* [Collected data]
• • • • •

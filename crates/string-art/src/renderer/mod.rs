//! Rendering backends.
//!
//! The engine never draws by itself: the controller turns steps into calls on
//! a [`Renderer`]. Two backends ship with the crate:
//!
//! - [`RecordingRenderer`] keeps every call in memory (tests, instructions)
//! - [`SvgRenderer`] accumulates strokes and writes an SVG document
//!
//! ## Rust Lesson #27: Trait Objects
//!
//! The engine takes `&mut dyn Renderer` rather than a generic parameter so a
//! host can pick the backend at runtime (the CLI chooses by file extension).
//! The trait must stay *object safe* for that: no generic methods, no `Self`
//! in return position.

mod recording;
mod svg;

pub use recording::{RecordingRenderer, RenderCommand};
pub use svg::{SvgError, SvgRenderer};

use crate::geometry::{Dimensions, Point};
use crate::nails::{NailsGroupOptions, NumberedNail};

pub trait Renderer {
    /// Canvas size. The engine rebuilds geometry whenever this changes.
    fn get_size(&self) -> Dimensions;

    /// Clear every string drawn so far.
    fn reset_strings(&mut self);

    fn reset_nails(&mut self);

    fn set_line_width(&mut self, width: f64);

    /// Stroke color for the following lines.
    fn set_color(&mut self, color: &str);

    /// `None` leaves the canvas transparent.
    fn set_background(&mut self, color: Option<&str>);

    fn render_line(&mut self, from: Point, to: Point);

    /// A polyline through `points`.
    fn render_lines(&mut self, points: &[Point]) {
        for pair in points.windows(2) {
            self.render_line(pair[0], pair[1]);
        }
    }

    fn render_nails_group(&mut self, group: &str, nails: &[NumberedNail], options: &NailsGroupOptions);
}
//! Mutex-guarded buffer handle shared by producer and consumer

use ring_buffer::{BufferStats, RingBuffer, BSIZE};
use std::sync::{Arc, Mutex, MutexGuard, PoisonError};

/// Cloneable handle to a single [`RingBuffer`]
///
/// Every call takes the lock for the duration of one buffer operation, so the
/// empty-read and evict-oldest semantics are exactly those of the inner buffer.
#[derive(Debug)]
pub struct SharedRingBuffer<T, const N: usize = BSIZE> {
    inner: Arc<Mutex<RingBuffer<T, N>>>,
}

impl<T, const N: usize> Clone for SharedRingBuffer<T, N> {
    fn clone(&self) -> Self {
        Self {
            inner: Arc::clone(&self.inner),
        }
    }
}

impl<T: Copy + Default, const N: usize> SharedRingBuffer<T, N> {
    /// Create a handle to a fresh, empty buffer
    pub fn new() -> Self {
        Self {
            inner: Arc::new(Mutex::new(RingBuffer::new())),
        }
    }

    // Operations never leave the buffer half-updated, so a poisoned lock is still usable
    fn lock(&self) -> MutexGuard<'_, RingBuffer<T, N>> {
        self.inner.lock().unwrap_or_else(PoisonError::into_inner)
    }

    /// Reset to the empty state
    pub fn initialize(&self) {
        self.lock().initialize();
    }

    /// Append one value
    pub fn write_back(&self, value: T) {
        self.lock().write_back(value);
    }

    /// Append a run of values under one lock, returning how many overflowed
    pub fn write_all(&self, values: &[T]) -> u32 {
        let mut buffer = self.lock();
        let before = buffer.overflow();
        for &value in values {
            buffer.write_back(value);
        }
        buffer.overflow() - before
    }

    /// Remove and return the oldest value, or the sentinel when empty
    pub fn read_front(&self) -> T {
        self.lock().read_front()
    }

    /// Next value without removing it
    pub fn peek(&self) -> T {
        self.lock().peek()
    }

    /// Raw head index
    pub fn read_head(&self) -> usize {
        self.lock().read_head()
    }

    /// Number of unread values
    pub fn len(&self) -> usize {
        self.lock().len()
    }

    /// Check if buffer is empty
    pub fn is_empty(&self) -> bool {
        self.lock().is_empty()
    }

    /// Overflow counter
    pub fn overflow(&self) -> u32 {
        self.lock().overflow()
    }

    /// Move up to `dst.len()` values out, oldest first
    pub fn read_into(&self, dst: &mut [T]) -> usize {
        self.lock().read_into(dst)
    }

    /// Counter snapshot taken under a single lock
    pub fn stats(&self) -> BufferStats {
        self.lock().stats()
    }
}

impl<T: Copy + Default, const N: usize> Default for SharedRingBuffer<T, N> {
    fn default() -> Self {
        Self::new()
    }
}
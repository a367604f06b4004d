//! Property tests for FIFO order, peek purity and overflow accounting

use proptest::prelude::*;
use ring_buffer::RingBuffer;
use std::collections::VecDeque;

const CAP: usize = 16;

#[derive(Debug, Clone)]
enum Op {
    Write(u8),
    Read,
    Peek,
}

fn op() -> impl Strategy<Value = Op> {
    prop_oneof![
        3 => any::<u8>().prop_map(Op::Write),
        2 => Just(Op::Read),
        1 => Just(Op::Peek),
    ]
}

proptest! {
    #[test]
    fn fifo_order_within_capacity(values in prop::collection::vec(any::<u8>(), 0..=CAP)) {
        let mut buffer: RingBuffer<u8, CAP> = RingBuffer::new();
        for &v in &values {
            buffer.write_back(v);
        }
        prop_assert_eq!(buffer.len(), values.len());
        prop_assert_eq!(buffer.overflow(), 0);

        for &v in &values {
            prop_assert_eq!(buffer.read_front(), v);
        }
        prop_assert!(buffer.is_empty());
    }

    #[test]
    fn overflow_counts_each_write_past_capacity(extra in 0usize..64) {
        let mut buffer: RingBuffer<u8, CAP> = RingBuffer::new();
        for i in 0..CAP + extra {
            buffer.write_back(i as u8);
        }
        prop_assert_eq!(buffer.len(), CAP);
        prop_assert_eq!(buffer.overflow() as usize, extra);
        // Oldest retained value is the first one not evicted
        prop_assert_eq!(buffer.peek(), extra as u8);
    }

    #[test]
    fn peek_is_idempotent(values in prop::collection::vec(any::<u8>(), 0..40), peeks in 1usize..5) {
        let mut buffer: RingBuffer<u8, CAP> = RingBuffer::new();
        for &v in &values {
            buffer.write_back(v);
        }
        let before = buffer.stats();
        let first = buffer.peek();
        for _ in 0..peeks {
            prop_assert_eq!(buffer.peek(), first);
        }
        prop_assert_eq!(buffer.stats(), before);
    }

    #[test]
    fn matches_bounded_deque_model(ops in prop::collection::vec(op(), 0..200)) {
        let mut buffer: RingBuffer<u8, CAP> = RingBuffer::new();
        let mut model: VecDeque<u8> = VecDeque::new();
        let mut overflow = 0u32;

        for op in ops {
            match op {
                Op::Write(v) => {
                    if model.len() == CAP {
                        model.pop_front();
                        overflow += 1;
                    }
                    model.push_back(v);
                    buffer.write_back(v);
                }
                Op::Read => {
                    let expected = model.pop_front().unwrap_or(0);
                    prop_assert_eq!(buffer.read_front(), expected);
                }
                Op::Peek => {
                    let expected = model.front().copied().unwrap_or(0);
                    prop_assert_eq!(buffer.peek(), expected);
                }
            }
            prop_assert_eq!(buffer.len(), model.len());
            prop_assert_eq!(buffer.overflow(), overflow);
            prop_assert!(buffer.read_head() < CAP);
        }
    }
}
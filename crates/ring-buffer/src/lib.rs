//! Circular Buffer
//!
//! Fixed-capacity FIFO used to stage bytes between the serial receive path
//! and the protocol parsers. No allocation, no locking.

mod buffer;

pub use buffer::RingBuffer;

use serde::{Deserialize, Serialize};

/// Default buffer capacity (serial receive buffer size on the autopilot)
pub const BSIZE: usize = 512;

/// Point-in-time snapshot of a buffer, suitable for telemetry
#[derive(Debug, Clone, Copy, Default, PartialEq, Eq, Serialize, Deserialize)]
pub struct BufferStats {
    /// Number of unread elements
    pub length: u32,
    /// Raw storage index of the next element to be read
    pub head: u32,
    /// Writes that landed while the buffer was full
    pub overflow: u32,
    /// Fixed capacity of the buffer
    pub capacity: u32,
}
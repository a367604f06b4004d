//! Circular Buffer Implementation

use crate::{BufferStats, BSIZE};

/// Fixed-capacity circular buffer of scalar elements
///
/// Writes always succeed. Once the buffer holds `N` elements, each further
/// write evicts the oldest unread element and bumps the overflow counter, so
/// the buffer always exposes the most recent `N` values in write order.
///
/// Reads from an empty buffer return `T::default()` (zero for integers)
/// without touching any state. Check [`RingBuffer::len`] first when a genuine
/// zero has to be told apart from an empty read.
#[derive(Debug, Clone)]
pub struct RingBuffer<T, const N: usize = BSIZE> {
    /// Backing storage, owned by the buffer
    storage: [T; N],
    /// Index of the next element to be read
    head: usize,
    /// Number of unread elements
    length: usize,
    /// Writes performed while full
    overflow: u32,
}

impl<T: Copy + Default, const N: usize> RingBuffer<T, N> {
    const NONZERO_CAPACITY: () = assert!(N > 0, "RingBuffer capacity must be > 0");

    /// Create an empty buffer
    pub fn new() -> Self {
        let () = Self::NONZERO_CAPACITY;
        Self {
            storage: [T::default(); N],
            head: 0,
            length: 0,
            overflow: 0,
        }
    }

    /// Reset to the empty state, clearing the overflow counter
    pub fn initialize(&mut self) {
        self.head = 0;
        self.length = 0;
        self.overflow = 0;
    }

    /// Append a value after the most recently written element
    pub fn write_back(&mut self, value: T) {
        let back = (self.head + self.length) % N;
        self.storage[back] = value;

        if self.length < N {
            self.length += 1;
        } else {
            // Full: `back` was the oldest slot, so the next oldest is now at head + 1
            self.head = (self.head + 1) % N;
            self.overflow = self.overflow.saturating_add(1);
        }
    }

    /// Remove and return the oldest element, or the sentinel when empty
    pub fn read_front(&mut self) -> T {
        if self.length == 0 {
            return T::default();
        }

        let value = self.storage[self.head];
        self.head = (self.head + 1) % N;
        self.length -= 1;
        value
    }

    /// Return the element `read_front` would return next, without removing it
    pub fn peek(&self) -> T {
        if self.length == 0 {
            T::default()
        } else {
            self.storage[self.head]
        }
    }

    /// Raw storage index of the next element to be read
    pub fn read_head(&self) -> usize {
        self.head
    }

    /// Number of unread elements
    pub fn len(&self) -> usize {
        self.length
    }

    /// Number of writes that evicted an unread element since the last reset
    ///
    /// Saturates at `u32::MAX` instead of wrapping.
    pub fn overflow(&self) -> u32 {
        self.overflow
    }

    /// Check if buffer is empty
    pub fn is_empty(&self) -> bool {
        self.length == 0
    }

    /// Check if buffer is full
    pub fn is_full(&self) -> bool {
        self.length == N
    }

    /// Get the buffer capacity
    pub const fn capacity(&self) -> usize {
        N
    }

    /// Move up to `dst.len()` elements out of the buffer, oldest first
    ///
    /// Returns the number of elements copied. Nothing is written to `dst`
    /// past that count, and an empty buffer copies nothing.
    pub fn read_into(&mut self, dst: &mut [T]) -> usize {
        let count = dst.len().min(self.length);

        // At most two contiguous runs: head..end, then 0..rest
        let first = count.min(N - self.head);
        dst[..first].copy_from_slice(&self.storage[self.head..self.head + first]);
        dst[first..count].copy_from_slice(&self.storage[..count - first]);

        self.head = (self.head + count) % N;
        self.length -= count;
        count
    }

    /// Snapshot the counters for telemetry
    pub fn stats(&self) -> BufferStats {
        BufferStats {
            length: to_u32(self.length),
            head: to_u32(self.head),
            overflow: self.overflow,
            capacity: to_u32(N),
        }
    }
}

impl<T: Copy + Default, const N: usize> Default for RingBuffer<T, N> {
    fn default() -> Self {
        Self::new()
    }
}

fn to_u32(value: usize) -> u32 {
    u32::try_from(value).unwrap_or(u32::MAX)
}
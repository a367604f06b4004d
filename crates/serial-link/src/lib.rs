//! Serial Link Receive Path
//!
//! Feeds bytes from a serial transport into a shared circular buffer and
//! hands them to consumers. The buffer itself lives in `ring-buffer`; this
//! crate adds the locking, the async producer, configuration and logging.

mod config;
mod error;
mod reader;
mod shared;
mod telemetry;

pub use crate::config::{LinkConfig, ENV_PREFIX};
pub use error::LinkError;
pub use reader::ByteReader;
pub use ring_buffer::{BufferStats, RingBuffer, BSIZE};
pub use shared::SharedRingBuffer;
pub use telemetry::{decode_stats, encode_stats};

use tokio_serial::{SerialPortBuilderExt, SerialStream};
use tracing::info;

/// Open the configured serial device for async reads
pub fn open_port(config: &LinkConfig) -> Result<SerialStream, LinkError> {
    info!("Opening {} at {} baud", config.device, config.baud_rate);
    let port = tokio_serial::new(&config.device, config.baud_rate).open_native_async()?;
    Ok(port)
}

/// Initialize logging
pub fn init_logging(config: &LinkConfig) -> Result<(), LinkError> {
    let builder = tracing_subscriber::fmt()
        .with_max_level(config.level()?)
        .with_target(true);

    let result = if config.log_json {
        builder.json().try_init()
    } else {
        builder.try_init()
    };

    result.map_err(|e| LinkError::Logging(e.to_string()))
}
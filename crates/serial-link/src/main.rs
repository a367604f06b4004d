//! Serial link monitor: drains the receive buffer and reports its health

use serial_link::{init_logging, open_port, ByteReader, LinkConfig, SharedRingBuffer, BSIZE};
use std::path::PathBuf;
use std::time::Duration;
use tracing::{debug, error, info};

#[tokio::main]
async fn main() -> Result<(), Box<dyn std::error::Error>> {
    let config_path = std::env::args().nth(1).map(PathBuf::from);
    let config = LinkConfig::load(config_path.as_deref())?;
    init_logging(&config)?;

    info!("=== Serial link monitor v{} ===", env!("CARGO_PKG_VERSION"));

    let port = open_port(&config)?;
    let buffer: SharedRingBuffer<u8> = SharedRingBuffer::new();
    let reader = ByteReader::new(port, buffer.clone(), config.read_chunk);
    let mut reader_task = tokio::spawn(reader.run());

    let mut ticker = tokio::time::interval(Duration::from_millis(config.drain_interval_ms));
    let mut scratch = [0u8; BSIZE];

    loop {
        tokio::select! {
            _ = ticker.tick() => {
                let drained = buffer.read_into(&mut scratch);
                if drained > 0 {
                    let stats = buffer.stats();
                    info!(
                        "Drained {} bytes (length {}, head {}, overflow {})",
                        drained, stats.length, stats.head, stats.overflow
                    );
                    debug!("{:02X?}", &scratch[..drained]);
                }
            }
            result = &mut reader_task => {
                match result {
                    Ok(Ok(total)) => info!("Reader finished after {} bytes", total),
                    Ok(Err(e)) => error!("Reader failed: {}", e),
                    Err(e) => error!("Reader task aborted: {}", e),
                }
                break;
            }
            _ = tokio::signal::ctrl_c() => {
                info!("Shutting down");
                reader_task.abort();
                break;
            }
        }
    }

    let stats = buffer.stats();
    info!("Final buffer state: {:?}", stats);
    Ok(())
}
//! Precomputed daily and all-time rollups for multi-sensor telemetry.
//!
//! Raw readings land in one SQLite table per sensor type. The rollup engine
//! recomputes, per metric, a daily summary row (average and exact median of
//! every field) and a single all-time row, in fixed-size day windows so memory
//! stays bounded however long the history gets.
//!
//! Module layout follows the Explicit Module Boundary Pattern (EMBP): each
//! module owns its internals and this file is the gateway that re-exports
//! what the binary, the routes and the tests use.

mod catalog;
mod config;
mod error;
mod models;
mod recompute;
mod scheduler;
mod stats;
mod store;

pub mod db;
pub mod routes;
pub mod schema;

pub use catalog::{Catalog, Metric};
pub use config::{load_from_env, Config};
pub use error::{Result, RollupError};
pub use models::{AllTimeSummary, DailySummary, FieldSummary, NewReading, RawReading};
pub use recompute::{
    MetricReport, MetricStatus, ProgressFn, Recomputer, RunReport, Stage, StopHandle,
};
pub use scheduler::{Window, WindowPlan, DEFAULT_WINDOW_DAYS};
pub use stats::{
    median_ranks, summarize, AggregateRecord, FieldAggregate, GroupKey, Grouping, WindowRow,
};
pub use store::{RollupStore, ALL_TIME_ID};
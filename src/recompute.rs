//! Full recomputation of every metric's daily and all-time rollups.
//!
//! Metrics are processed one after another, each through
//! `Clearing → RangeDiscovery → BatchProcessing → AllTime`. A storage failure
//! stops only the metric it happened on: its in-flight window is rolled back,
//! the failure is logged and reported, and the run moves on. A malformed
//! aggregate means the catalog and the engine disagree, and aborts the run.
//!
//! Clearing before repopulating means a failed metric can be left with some
//! dates cleared and not yet rewritten until the next successful run.

use std::fmt;
use std::sync::atomic::{AtomicBool, Ordering};
use std::sync::Arc;

use chrono::{DateTime, NaiveDate, Utc};
use serde::Serialize;
use tokio::sync::Mutex;
use tracing::{debug, error, info, info_span, warn, Instrument};
use uuid::Uuid;

use crate::catalog::{Catalog, Metric};
use crate::error::{Result, RollupError};
use crate::scheduler::WindowPlan;
use crate::stats::{self, Grouping};
use crate::store::RollupStore;

// ---

/// Stage a metric was in when it failed.
#[derive(Debug, Clone, Copy, PartialEq, Eq, Serialize)]
#[serde(rename_all = "snake_case")]
pub enum Stage {
    Clearing,
    RangeDiscovery,
    BatchProcessing,
    AllTime,
}

/// Final state of one metric within a run.
#[derive(Debug, Clone, PartialEq, Serialize)]
#[serde(tag = "status", rename_all = "snake_case")]
pub enum MetricStatus {
    Done,
    /// No raw rows; nothing to summarize.
    Skipped,
    Failed { stage: Stage, error: String },
    /// Stop was requested before this metric finished.
    Cancelled,
}

/// Outcome and progress counters for one metric.
#[derive(Debug, Clone, PartialEq, Serialize)]
pub struct MetricReport {
    // ---
    pub metric: String,
    #[serde(flatten)]
    pub status: MetricStatus,
    pub first_date: Option<NaiveDate>,
    pub last_date: Option<NaiveDate>,
    pub windows_total: usize,
    pub windows_completed: usize,
    pub daily_rows: usize,
}

impl MetricReport {
    fn new(metric: &Metric, status: MetricStatus) -> Self {
        MetricReport {
            metric: metric.name.clone(),
            status,
            first_date: None,
            last_date: None,
            windows_total: 0,
            windows_completed: 0,
            daily_rows: 0,
        }
    }
}

/// Per-metric results of one `recompute_all` run.
#[derive(Debug, Clone, Serialize)]
pub struct RunReport {
    // ---
    pub run_id: Uuid,
    pub started_at: DateTime<Utc>,
    pub finished_at: DateTime<Utc>,
    pub window_days: u32,
    pub metrics: Vec<MetricReport>,
}

impl RunReport {
    pub fn status_of(&self, metric: &str) -> Option<&MetricStatus> {
        self.metrics
            .iter()
            .find(|m| m.metric == metric)
            .map(|m| &m.status)
    }
}

/// Shared stop flag for a [`Recomputer`].
///
/// Stopping is sticky: once requested, every later run reports all of its
/// metrics as cancelled. It exists for shutdown, not for pausing.
#[derive(Debug, Clone, Default)]
pub struct StopHandle(Arc<AtomicBool>);

impl StopHandle {
    // ---
    pub fn request(&self) {
        self.0.store(true, Ordering::SeqCst);
    }

    pub fn is_requested(&self) -> bool {
        self.0.load(Ordering::SeqCst)
    }
}

/// Callback run after each committed window: metric name, windows completed,
/// windows total.
pub type ProgressFn = dyn Fn(&str, usize, usize) + Send + Sync;

/// Drives recomputation for every metric of a catalog.
///
/// Only one run may be active at a time; a concurrent call fails with
/// [`RollupError::RunInProgress`] instead of waiting.
pub struct Recomputer {
    store: RollupStore,
    catalog: Arc<Catalog>,
    window_days: u32,
    stop: StopHandle,
    progress: Option<Box<ProgressFn>>,
    running: Mutex<()>,
}

impl fmt::Debug for Recomputer {
    fn fmt(&self, f: &mut fmt::Formatter<'_>) -> fmt::Result {
        f.debug_struct("Recomputer")
            .field("catalog", &self.catalog)
            .field("window_days", &self.window_days)
            .field("stop", &self.stop)
            .finish_non_exhaustive()
    }
}

impl Recomputer {
    // ---
    pub fn new(store: RollupStore, catalog: Arc<Catalog>, window_days: u32) -> Self {
        Recomputer {
            store,
            catalog,
            window_days: window_days.max(1),
            stop: StopHandle::default(),
            progress: None,
            running: Mutex::new(()),
        }
    }

    /// Report window progress to `progress` as well as the log.
    pub fn with_progress(
        mut self,
        progress: impl Fn(&str, usize, usize) + Send + Sync + 'static,
    ) -> Self {
        self.progress = Some(Box::new(progress));
        self
    }

    pub fn store(&self) -> &RollupStore {
        &self.store
    }

    pub fn catalog(&self) -> &Catalog {
        &self.catalog
    }

    pub fn window_days(&self) -> u32 {
        self.window_days
    }

    /// Ask the current and every later run to stop.
    ///
    /// The window being written still commits; the run stops before the next
    /// window or metric and reports the rest as cancelled. The flag is never
    /// cleared, see [`StopHandle`].
    pub fn request_stop(&self) {
        self.stop.request();
    }

    /// A handle that can request a stop without holding the recomputer.
    pub fn stop_handle(&self) -> StopHandle {
        self.stop.clone()
    }

    fn stop_requested(&self) -> bool {
        self.stop.is_requested()
    }

    /// Recompute every metric with the configured window size.
    pub async fn recompute_all(&self) -> Result<RunReport> {
        self.recompute_all_with(self.window_days).await
    }

    /// Recompute every metric using `window_days`-day windows for this run.
    pub async fn recompute_all_with(&self, window_days: u32) -> Result<RunReport> {
        // ---
        let _running = self.running.try_lock().map_err(|_| RollupError::RunInProgress)?;

        let run_id = Uuid::new_v4();
        let window_days = window_days.max(1);
        let span = info_span!("recompute", %run_id);

        async move {
            let started_at = Utc::now();
            info!(
                metrics = self.catalog.metrics().len(),
                window_days, "Starting recomputation of summaries"
            );

            let mut reports = Vec::with_capacity(self.catalog.metrics().len());
            for metric in self.catalog.metrics() {
                if self.stop_requested() {
                    warn!(metric = %metric.name, "Stop requested, not started");
                    reports.push(MetricReport::new(metric, MetricStatus::Cancelled));
                    continue;
                }

                let mut report = MetricReport::new(metric, MetricStatus::Done);
                match self.recompute_metric(metric, window_days, &mut report).await {
                    Ok(status) => report.status = status,
                    Err((stage, e)) if e.is_fatal() => {
                        error!(metric = %metric.name, ?stage, "Aborting run: {}", e);
                        return Err(e);
                    }
                    Err((stage, e)) => {
                        error!(metric = %metric.name, ?stage, "Recomputation failed: {}", e);
                        report.status = MetricStatus::Failed {
                            stage,
                            error: e.to_string(),
                        };
                    }
                }
                reports.push(report);
            }

            let report = RunReport {
                run_id,
                started_at,
                finished_at: Utc::now(),
                window_days,
                metrics: reports,
            };
            info!(
                failed = report
                    .metrics
                    .iter()
                    .filter(|m| matches!(m.status, MetricStatus::Failed { .. }))
                    .count(),
                "Recomputation finished"
            );
            Ok(report)
        }
        .instrument(span)
        .await
    }

    async fn recompute_metric(
        &self,
        metric: &Metric,
        window_days: u32,
        report: &mut MetricReport,
    ) -> std::result::Result<MetricStatus, (Stage, RollupError)> {
        // ---
        let at = |stage: Stage| move |e: RollupError| (stage, e);

        info!(metric = %metric.name, table = %metric.daily_table, "Clearing daily summaries");
        self.store
            .clear_daily(metric)
            .await
            .map_err(at(Stage::Clearing))?;

        let span = self
            .store
            .date_span(metric)
            .await
            .map_err(at(Stage::RangeDiscovery))?;
        let Some((first, last)) = span else {
            warn!(metric = %metric.name, "No data found, skipping");
            // No raw history means no all-time row either.
            self.store
                .clear_all_time(metric)
                .await
                .map_err(at(Stage::RangeDiscovery))?;
            return Ok(MetricStatus::Skipped);
        };
        report.first_date = Some(first);
        report.last_date = Some(last);

        let plan = WindowPlan::new(first, last, window_days);
        report.windows_total = plan.total();
        info!(
            metric = %metric.name,
            %first,
            %last,
            windows = report.windows_total,
            "Processing daily summaries"
        );

        for window in plan.windows() {
            if self.stop_requested() {
                warn!(metric = %metric.name, completed = report.windows_completed, "Stop requested");
                return Ok(MetricStatus::Cancelled);
            }

            let rows = self
                .store
                .load_window(metric, &window)
                .await
                .map_err(at(Stage::BatchProcessing))?;
            let records = stats::summarize(&rows, metric.fields.len(), Grouping::Daily);
            report.daily_rows += self
                .store
                .write_window(metric, &records)
                .await
                .map_err(at(Stage::BatchProcessing))?;
            report.windows_completed += 1;
            if let Some(progress) = &self.progress {
                progress(&metric.name, report.windows_completed, report.windows_total);
            }

            debug!(
                metric = %metric.name,
                "window {}/{} ({}..={}): {} rows, {} days",
                window.index + 1,
                report.windows_total,
                window.start,
                window.end,
                rows.len(),
                records.len()
            );
        }

        if self.stop_requested() {
            return Ok(MetricStatus::Cancelled);
        }

        info!(metric = %metric.name, "Processing all-time summary");
        match self
            .store
            .all_time_aggregate(metric)
            .await
            .map_err(at(Stage::AllTime))?
        {
            Some(record) => self
                .store
                .upsert_all_time(metric, &record)
                .await
                .map_err(at(Stage::AllTime))?,
            None => {
                self.store
                    .clear_all_time(metric)
                    .await
                    .map_err(at(Stage::AllTime))?;
            }
        }

        Ok(MetricStatus::Done)
    }
}
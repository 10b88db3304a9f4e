//! Liveness endpoint for the rollup service.
//!
//! Sibling module of the `routes` gateway (EMBP): the handler stays private
//! and only the `/health` subrouter is exported.

use axum::{routing::get, Json, Router};
use serde::Serialize;

/// JSON response body for the `/health` endpoint.
#[derive(Serialize)]
struct HealthResponse {
    status: &'static str,
}

/// Handle `GET /health`. Does not touch the database.
async fn health() -> Json<HealthResponse> {
    Json(HealthResponse { status: "ok" })
}

/// Subrouter with the `/health` route, generic over the gateway state.
pub fn router<S>() -> Router<S>
where
    S: Clone + Send + Sync + 'static,
{
    Router::new().route("/health", get(health))
}
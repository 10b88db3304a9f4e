//! Data models for raw readings and the summaries derived from them.

use std::collections::HashMap;

use chrono::{NaiveDate, NaiveDateTime, Utc};
use serde::{Deserialize, Serialize};

use crate::catalog::Metric;
use crate::error::{Result, RollupError};
use crate::stats::FieldAggregate;

// ---

/// Raw reading as submitted by the sensor collector.
#[derive(Debug, Deserialize)]
pub struct NewReading {
    // ---
    /// Acquisition time; defaults to now when omitted.
    pub timestamp: Option<NaiveDateTime>,
    pub values: HashMap<String, f64>,
}

/// Reading checked against its metric, values in catalog field order.
#[derive(Debug, Clone, PartialEq)]
pub struct RawReading {
    // ---
    pub timestamp: NaiveDateTime,
    pub values: Vec<f64>,
}

impl NewReading {
    // ---
    /// Order values by the metric's fields. Every declared field is required;
    /// extra keys are ignored.
    pub fn to_reading(&self, metric: &Metric) -> Result<RawReading> {
        // ---
        let values = metric
            .fields
            .iter()
            .map(|field| {
                self.values
                    .get(field)
                    .copied()
                    .ok_or_else(|| RollupError::MissingField {
                        metric: metric.name.clone(),
                        field: field.clone(),
                    })
            })
            .collect::<Result<Vec<f64>>>()?;

        Ok(RawReading {
            timestamp: self.timestamp.unwrap_or_else(|| Utc::now().naive_utc()),
            values,
        })
    }
}

/// Average and median of one named field.
#[derive(Debug, Clone, PartialEq, Serialize)]
pub struct FieldSummary {
    pub field: String,
    pub avg: Option<f64>,
    pub median: Option<f64>,
}

/// One row of a metric's daily summary table.
#[derive(Debug, Clone, PartialEq, Serialize)]
pub struct DailySummary {
    pub date: NaiveDate,
    pub fields: Vec<FieldSummary>,
}

/// The singleton row of a metric's all-time summary table.
#[derive(Debug, Clone, PartialEq, Serialize)]
pub struct AllTimeSummary {
    pub id: i64,
    pub fields: Vec<FieldSummary>,
}

/// Pair stored aggregates back up with their field names.
pub(crate) fn label_fields(metric: &Metric, aggregates: &[FieldAggregate]) -> Vec<FieldSummary> {
    // ---
    metric
        .fields
        .iter()
        .zip(aggregates)
        .map(|(field, agg)| FieldSummary {
            field: field.clone(),
            avg: agg.avg,
            median: agg.median,
        })
        .collect()
}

• • • • •

* [PROMPT] In the data, count the lines that include the string "true", then give that number and nothing more.

* [ANSWER] 2